Eu tinha dez anos de idade e não sabia ao certo o que estava acontecendo. Só sabia que viajava, veloz, no banco de um trem da Central do Brasil rumo a Lavrinhas, Estado de São Paulo, quase divisa com o Rio e divisa certa com Minas Gerais. O destino era o Colégio São Manuel, um seminário salesiano. Fiquei lá apenas um ano, era muito longe. Meus pais me transferiram para São Roque, muito mais perto da capital.
Recentemente, tentei achar fotos ou filmes, tentei me lembrar dessa época distante, por volta do ano 1960.
Finalmente encontrei um vídeo interessante, que mostrava as dependências da instituição. Ele mostrava o local aos poucos e eu tentava ajustar a memória. Parecia vagamente familiar, mas nenhuma lembrança perfeita acontecia. Os vitrais da capela, bem coloridos, chegaram a atiçar meu cérebro. Só me lembrei exatamente de um lugar quando chegamos ao dormitório. Ainda não me recordava de nada específico. Até que, finalmente, vi aqueles velhos armários de madeira ao lado de cada cama. São truques da memória que a gente não entende. Pude ver – numa volta ao passado - as poucas peças de roupa, as sandálias e meu par de sapatos, tudo arrumadinho, como tinha de ser, em cada divisão.
Do lado de fora, o vídeo não me mostrava nada conhecido. Entretanto, eu me lembrei das grandes magueiras esparramando mangas pelo chão. Mas a imagem mais forte, a que pareço estar vendo ainda hoje, é a do Rio Paraíba do Sul que passava no fundo da propriedade. Suas águas caudalosas, fortes, correndo pesadas pelo meio da cidade, bem ao lado do seminário. A maior parte do tempo eram escuras ou barrentas, nada se podia ver.
Eu olhava para aquelas águas em tumulto, uma torrente sem controle, levando tudo.
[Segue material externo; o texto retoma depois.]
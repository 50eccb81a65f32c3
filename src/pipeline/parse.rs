use std::collections::BTreeMap;
use std::path::Path;
use std::sync::OnceLock;

use regex::Regex;

use crate::error::ThemeError;
use crate::pipeline::validate::Intensity;

/// Palette values as written in the source, before any validation.
/// Any field may be absent; ANSI sections keep every key they contain.
#[derive(Debug, Clone, Default, PartialEq, Eq)]
pub struct RawPalette {
    pub background: Option<String>,
    pub foreground: Option<String>,
    pub cursor: Option<String>,
    pub normal: BTreeMap<String, String>,
    pub bright: BTreeMap<String, String>,
}

impl RawPalette {
    pub fn section(&self, intensity: Intensity) -> &BTreeMap<String, String> {
        match intensity {
            Intensity::Normal => &self.normal,
            Intensity::Bright => &self.bright,
        }
    }

    fn section_mut(&mut self, intensity: Intensity) -> &mut BTreeMap<String, String> {
        match intensity {
            Intensity::Normal => &mut self.normal,
            Intensity::Bright => &mut self.bright,
        }
    }
}

struct Patterns {
    background: Regex,
    foreground: Regex,
    cursor: Regex,
    header: Regex,
}

fn scalar_pattern(key: &str) -> Regex {
    Regex::new(&format!(r#"(?m)^[ \t]*{key}[ \t]*=[ \t]*["']([^"'\n]+)["']"#))
        .unwrap_or_else(|e| unreachable!("scalar pattern for {key} is valid: {e}"))
}

fn patterns() -> &'static Patterns {
    static PATTERNS: OnceLock<Patterns> = OnceLock::new();
    PATTERNS.get_or_init(|| Patterns {
        background: scalar_pattern("background"),
        foreground: scalar_pattern("foreground"),
        cursor: scalar_pattern("cursor"),
        header: Regex::new(r"^\[\s*colors\.(normal|bright)\s*\]")
            .unwrap_or_else(|e| unreachable!("section header pattern is valid: {e}")),
    })
}

fn capture(re: &Regex, text: &str) -> Option<String> {
    re.captures(text).map(|caps| caps[1].to_string())
}

/// Strip a value down to its literal: quoted values end at the closing
/// quote, so trailing comments are dropped.
fn unquote(value: &str) -> &str {
    let value = value.trim();
    let mut chars = value.chars();
    match chars.next() {
        Some(q @ ('"' | '\'')) => {
            let rest = chars.as_str();
            rest.find(q).map_or(rest, |end| &rest[..end])
        }
        _ => value,
    }
}

/// Extract a raw palette from an Alacritty-style configuration.
///
/// Never fails: unknown keys, missing sections and malformed lines are
/// skipped, leaving the gaps for the validator.
pub fn parse(text: &str) -> RawPalette {
    let p = patterns();
    let mut raw = RawPalette {
        background: capture(&p.background, text),
        foreground: capture(&p.foreground, text),
        cursor: capture(&p.cursor, text),
        ..RawPalette::default()
    };

    let mut section: Option<Intensity> = None;
    for line in text.lines() {
        let trimmed = line.trim();
        if trimmed.starts_with('[') {
            section = p.header.captures(trimmed).map(|caps| match &caps[1] {
                "normal" => Intensity::Normal,
                _ => Intensity::Bright,
            });
            continue;
        }
        let Some(intensity) = section else {
            continue;
        };
        let Some((key, value)) = trimmed.split_once('=') else {
            continue;
        };
        let key = key.trim();
        let value = unquote(value);
        if key.is_empty() || value.is_empty() || key.starts_with('#') {
            continue;
        }
        raw.section_mut(intensity)
            .entry(key.to_string())
            .or_insert_with(|| value.to_string());
    }

    raw
}

/// Read and parse a palette source file.
///
/// A read failure is not fatal: it yields an empty palette and the error is
/// handed back for the caller to report.
pub fn load_source(path: &Path) -> (RawPalette, Option<ThemeError>) {
    match std::fs::read_to_string(path) {
        Ok(text) => (parse(&text), None),
        Err(source) => (
            RawPalette::default(),
            Some(ThemeError::ParseFailure {
                path: path.to_path_buf(),
                source,
            }),
        ),
    }
}
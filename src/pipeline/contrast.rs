use crate::color::Color;
use crate::config::ThemeConfig;
use crate::pipeline::validate::{Checked, IssueKind, Palette, ValidationIssue};

const FIELD: &str = "background/foreground";

/// Check background/foreground readability.
///
/// Below `min_readable_contrast` the pair is only reported. Below
/// `min_acceptable_contrast` both colors are replaced by the fallback pair;
/// the rest of the palette (cursor included) is left untouched.
pub fn enforce_contrast(mut palette: Palette, config: &ThemeConfig) -> Checked<Palette> {
    let ratio = Color::contrast_ratio(&palette.background, &palette.foreground);
    let mut issues = Vec::new();
    if ratio < config.min_readable_contrast {
        issues.push(ValidationIssue::new(
            FIELD,
            IssueKind::LowContrast,
            format!("low contrast ratio ({ratio:.2}) between background and foreground"),
        ));
    }

    if ratio < config.min_acceptable_contrast {
        palette.background = config.fallbacks.background;
        palette.foreground = config.fallbacks.foreground;
        issues.push(ValidationIssue::new(
            FIELD,
            IssueKind::ExtremeLowContrast,
            format!(
                "applied fallback colors {} / {} due to extremely low contrast",
                palette.background, palette.foreground
            ),
        ));
    }

    Checked {
        value: palette,
        issues,
    }
}
use std::fmt;

use crate::color::Color;

/// Perceived brightness above which a background counts as light.
const LIGHT_THRESHOLD: f64 = 0.5;

/// Whether a palette describes a light or a dark theme.
#[derive(Debug, Clone, Copy, PartialEq, Eq)]
pub enum Classification {
    Light,
    Dark,
}

impl Classification {
    pub fn is_light(self) -> bool {
        self == Classification::Light
    }
}

impl fmt::Display for Classification {
    fn fmt(&self, f: &mut fmt::Formatter<'_>) -> fmt::Result {
        f.write_str(match self {
            Classification::Light => "LIGHT",
            Classification::Dark => "DARK",
        })
    }
}

/// Detect whether the background is light or dark.
pub fn classify(background: Color) -> Classification {
    if background.perceived_brightness() > LIGHT_THRESHOLD {
        Classification::Light
    } else {
        Classification::Dark
    }
}
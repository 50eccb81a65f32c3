use std::path::PathBuf;

use clap::{Parser, Subcommand};

use crate::config::DEFAULT_MIN_READABLE_CONTRAST;

/// Generate editor color themes from terminal palette files.
#[derive(Parser, Debug)]
#[command(name = "ide-themer", version, about)]
pub struct Args {
    /// Directory holding one subdirectory per theme
    #[arg(long, global = true, env = "IDE_THEMER_THEMES_DIR")]
    pub themes_dir: Option<PathBuf>,

    /// Background/foreground ratio below which low contrast is reported
    #[arg(long, global = true, default_value_t = DEFAULT_MIN_READABLE_CONTRAST)]
    pub min_contrast: f64,

    /// Enable debug logging
    #[arg(short, long, global = true)]
    pub verbose: bool,

    #[command(subcommand)]
    pub command: Command,
}

#[derive(Subcommand, Debug, Clone, PartialEq)]
pub enum Command {
    /// Generate the editor theme for one theme directory
    Generate {
        /// Theme name (subdirectory of the themes directory)
        theme: String,

        /// Print the document to stdout instead of writing it
        #[arg(long, conflicts_with = "output")]
        stdout: bool,

        /// Write the document to this file instead of the theme directory
        #[arg(short, long)]
        output: Option<PathBuf>,

        /// Print a colored terminal preview of the palette
        #[arg(long)]
        preview: bool,
    },

    /// Generate editor themes for every theme directory
    GenerateAll,

    /// Show which themes already have a generated document
    Status,

    /// List available themes
    List,
}
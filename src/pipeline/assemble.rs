use crate::color::Color;
use crate::pipeline::surfaces::{DerivedSurfaceColors, Surface};
use crate::pipeline::validate::{Palette, Slot};
use crate::theme::{ColorValue, HighlightRule, ThemeDocument};

use Slot::{Black, Blue, Cyan, Green, Magenta, Red, White, Yellow};
use Surface::{Border, Hover, Input, List, Panel, Side, Tab};

/// Where a document value comes from.
#[derive(Debug, Clone, Copy, PartialEq, Eq)]
pub enum Source {
    Background,
    Foreground,
    Cursor,
    Normal(Slot),
    Bright(Slot),
    Surface(Surface),
}

impl Source {
    fn resolve(self, palette: &Palette, surfaces: &DerivedSurfaceColors) -> Color {
        match self {
            Source::Background => palette.background,
            Source::Foreground => palette.foreground,
            Source::Cursor => palette.cursor,
            Source::Normal(slot) => palette.normal[slot],
            Source::Bright(slot) => palette.bright[slot],
            Source::Surface(surface) => surfaces.get(surface),
        }
    }
}

/// A row of the color map: a sourced color or a fixed literal.
#[derive(Debug, Clone, Copy, PartialEq, Eq)]
pub enum Entry {
    Color(Source),
    Literal(&'static str),
}

const BG: Entry = Entry::Color(Source::Background);
const FG: Entry = Entry::Color(Source::Foreground);
const CURSOR: Entry = Entry::Color(Source::Cursor);

const fn normal(slot: Slot) -> Entry {
    Entry::Color(Source::Normal(slot))
}

const fn bright(slot: Slot) -> Entry {
    Entry::Color(Source::Bright(slot))
}

const fn surface(surface: Surface) -> Entry {
    Entry::Color(Source::Surface(surface))
}

const fn literal(value: &'static str) -> Entry {
    Entry::Literal(value)
}
use std::path::PathBuf;

use thiserror::Error;

/// Failures surfaced by the theme repository.
///
/// Bad color data never shows up here: the pipeline turns it into
/// validation issues and keeps going.
#[derive(Error, Debug)]
pub enum ThemeError {
    #[error("themes directory not found: {}", .0.display())]
    ThemesDirNotFound(PathBuf),

    #[error("theme '{name}' not found: {}", .path.display())]
    MissingThemeDirectory { name: String, path: PathBuf },

    #[error("palette source not found for theme '{name}': {}", .path.display())]
    MissingSourceFile { name: String, path: PathBuf },

    #[error("failed to read palette source {}: {source}", .path.display())]
    ParseFailure {
        path: PathBuf,
        #[source]
        source: std::io::Error,
    },

    #[error("failed to write theme to {}: {source}", .path.display())]
    Write {
        path: PathBuf,
        #[source]
        source: std::io::Error,
    },

    #[error("failed to serialize theme document: {0}")]
    Serialize(#[from] serde_json::Error),

    #[error("failed to list themes in {}: {source}", .path.display())]
    ListThemes {
        path: PathBuf,
        #[source]
        source: std::io::Error,
    },
}
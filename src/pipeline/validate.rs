use std::fmt;
use std::ops::Index;

use crate::color::Color;
use crate::config::ThemeConfig;
use crate::pipeline::contrast::enforce_contrast;
use crate::pipeline::parse::RawPalette;

/// One of the eight canonical ANSI color names.
#[derive(Debug, Clone, Copy, PartialEq, Eq, Hash, PartialOrd, Ord)]
pub enum Slot {
    Black,
    Red,
    Green,
    Yellow,
    Blue,
    Magenta,
    Cyan,
    White,
}

impl Slot {
    /// Slots in ANSI index order.
    pub const ALL: [Slot; 8] = [
        Slot::Black,
        Slot::Red,
        Slot::Green,
        Slot::Yellow,
        Slot::Blue,
        Slot::Magenta,
        Slot::Cyan,
        Slot::White,
    ];

    pub fn name(self) -> &'static str {
        match self {
            Slot::Black => "black",
            Slot::Red => "red",
            Slot::Green => "green",
            Slot::Yellow => "yellow",
            Slot::Blue => "blue",
            Slot::Magenta => "magenta",
            Slot::Cyan => "cyan",
            Slot::White => "white",
        }
    }

    fn index(self) -> usize {
        self as usize
    }
}

/// Normal or bright ANSI row.
#[derive(Debug, Clone, Copy, PartialEq, Eq)]
pub enum Intensity {
    Normal,
    Bright,
}

impl Intensity {
    pub fn name(self) -> &'static str {
        match self {
            Intensity::Normal => "normal",
            Intensity::Bright => "bright",
        }
    }
}

/// Eight ANSI colors indexed by [`Slot`].
#[derive(Debug, Clone, Copy, PartialEq, Eq)]
pub struct AnsiColors([Color; 8]);

impl AnsiColors {
    pub const fn new(colors: [Color; 8]) -> Self {
        Self(colors)
    }

    pub fn get(&self, slot: Slot) -> Color {
        self.0[slot.index()]
    }

    pub fn iter(&self) -> impl Iterator<Item = (Slot, Color)> + '_ {
        Slot::ALL.iter().map(|&slot| (slot, self.get(slot)))
    }
}

impl Index<Slot> for AnsiColors {
    type Output = Color;

    fn index(&self, slot: Slot) -> &Color {
        &self.0[slot.index()]
    }
}

/// A fully populated theme palette. Every slot holds a canonical color.
#[derive(Debug, Clone, Copy, PartialEq, Eq)]
pub struct Palette {
    pub background: Color,
    pub foreground: Color,
    pub cursor: Color,
    pub normal: AnsiColors,
    pub bright: AnsiColors,
}

impl Palette {
    pub fn ansi(&self, intensity: Intensity) -> &AnsiColors {
        match intensity {
            Intensity::Normal => &self.normal,
            Intensity::Bright => &self.bright,
        }
    }
}

#[derive(Debug, Clone, Copy, PartialEq, Eq)]
pub enum IssueKind {
    /// The source did not provide the color.
    Missing,
    /// The source value could not be normalized.
    Invalid,
    /// Cursor was absent and copied from the foreground.
    DerivedFromForeground,
    LowContrast,
    /// Background and foreground were replaced by fallbacks.
    ExtremeLowContrast,
}

impl fmt::Display for IssueKind {
    fn fmt(&self, f: &mut fmt::Formatter<'_>) -> fmt::Result {
        let label = match self {
            IssueKind::Missing => "missing",
            IssueKind::Invalid => "invalid",
            IssueKind::DerivedFromForeground => "derived",
            IssueKind::LowContrast => "low-contrast",
            IssueKind::ExtremeLowContrast => "extreme-low-contrast",
        };
        f.write_str(label)
    }
}

/// An informational diagnostic. Issues are collected, never raised.
#[derive(Debug, Clone, PartialEq, Eq)]
pub struct ValidationIssue {
    pub field: String,
    pub kind: IssueKind,
    pub message: String,
}

impl ValidationIssue {
    pub fn new(field: impl Into<String>, kind: IssueKind, message: impl Into<String>) -> Self {
        Self {
            field: field.into(),
            kind,
            message: message.into(),
        }
    }
}

impl fmt::Display for ValidationIssue {
    fn fmt(&self, f: &mut fmt::Formatter<'_>) -> fmt::Result {
        write!(f, "{}: {}", self.field, self.message)
    }
}

/// A value together with the diagnostics produced while computing it.
#[derive(Debug, Clone, PartialEq)]
pub struct Checked<T> {
    pub value: T,
    pub issues: Vec<ValidationIssue>,
}

impl<T> Checked<T> {
    pub fn clean(value: T) -> Self {
        Self {
            value,
            issues: Vec::new(),
        }
    }

    pub fn with_issue(value: T, issue: ValidationIssue) -> Self {
        Self {
            value,
            issues: vec![issue],
        }
    }

    /// Move the issues into `sink` and return the bare value.
    pub fn absorb(self, sink: &mut Vec<ValidationIssue>) -> T {
        sink.extend(self.issues);
        self.value
    }
}

/// Resolve one source value against its fallback.
fn resolve(field: &str, raw: Option<&str>, fallback: Color) -> Checked<Color> {
    match raw {
        Some(value) => match Color::normalize(value) {
            Some(color) => Checked::clean(color),
            None => Checked::with_issue(
                fallback,
                ValidationIssue::new(
                    field,
                    IssueKind::Invalid,
                    format!("invalid {field} color '{value}', using fallback {fallback}"),
                ),
            ),
        },
        None => Checked::with_issue(
            fallback,
            ValidationIssue::new(
                field,
                IssueKind::Missing,
                format!("missing {field} color, using fallback {fallback}"),
            ),
        ),
    }
}

fn resolve_cursor(raw: Option<&str>, foreground: Color, fallback: Color) -> Checked<Color> {
    match raw {
        Some(_) => resolve("cursor", raw, fallback),
        None => Checked::with_issue(
            foreground,
            ValidationIssue::new(
                "cursor",
                IssueKind::DerivedFromForeground,
                format!("missing cursor color, derived from foreground {foreground}"),
            ),
        ),
    }
}

fn resolve_ansi(
    raw: &RawPalette,
    intensity: Intensity,
    fallbacks: &AnsiColors,
    issues: &mut Vec<ValidationIssue>,
) -> AnsiColors {
    let section = raw.section(intensity);
    let colors = Slot::ALL.map(|slot| {
        let field = format!("{}.{}", intensity.name(), slot.name());
        resolve(&field, section.get(slot.name()).map(String::as_str), fallbacks[slot])
            .absorb(issues)
    });
    AnsiColors::new(colors)
}

/// Validate a raw palette into a fully populated [`Palette`].
///
/// Every missing or invalid color is replaced by its fallback and reported.
/// Issues appear in a fixed order: background, foreground, cursor, the
/// normal slots, the bright slots, then contrast findings.
pub fn validate(raw: &RawPalette, config: &ThemeConfig) -> Checked<Palette> {
    let fallbacks = &config.fallbacks;
    let mut issues = Vec::new();

    let background =
        resolve("background", raw.background.as_deref(), fallbacks.background).absorb(&mut issues);
    let foreground =
        resolve("foreground", raw.foreground.as_deref(), fallbacks.foreground).absorb(&mut issues);
    let cursor =
        resolve_cursor(raw.cursor.as_deref(), foreground, fallbacks.cursor).absorb(&mut issues);
    let normal = resolve_ansi(raw, Intensity::Normal, &fallbacks.normal, &mut issues);
    let bright = resolve_ansi(raw, Intensity::Bright, &fallbacks.bright, &mut issues);

    let palette = Palette {
        background,
        foreground,
        cursor,
        normal,
        bright,
    };
    let palette = enforce_contrast(palette, config).absorb(&mut issues);

    Checked {
        value: palette,
        issues,
    }
}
Sentia um medo vago, indistinto, do futuro. O rio estava me ensinando que não tínhamos controle de nada. Podíamos agitar os braços, gritar, chorar. No fim, ele nos levava para onde queria. Éramos crianças, não tínhamos controle de nossas vidas. Mais tarde aprenderia que, uma vez adultos, teríamos a sensação de estarmos no comando, mas seria apenas uma ilusão.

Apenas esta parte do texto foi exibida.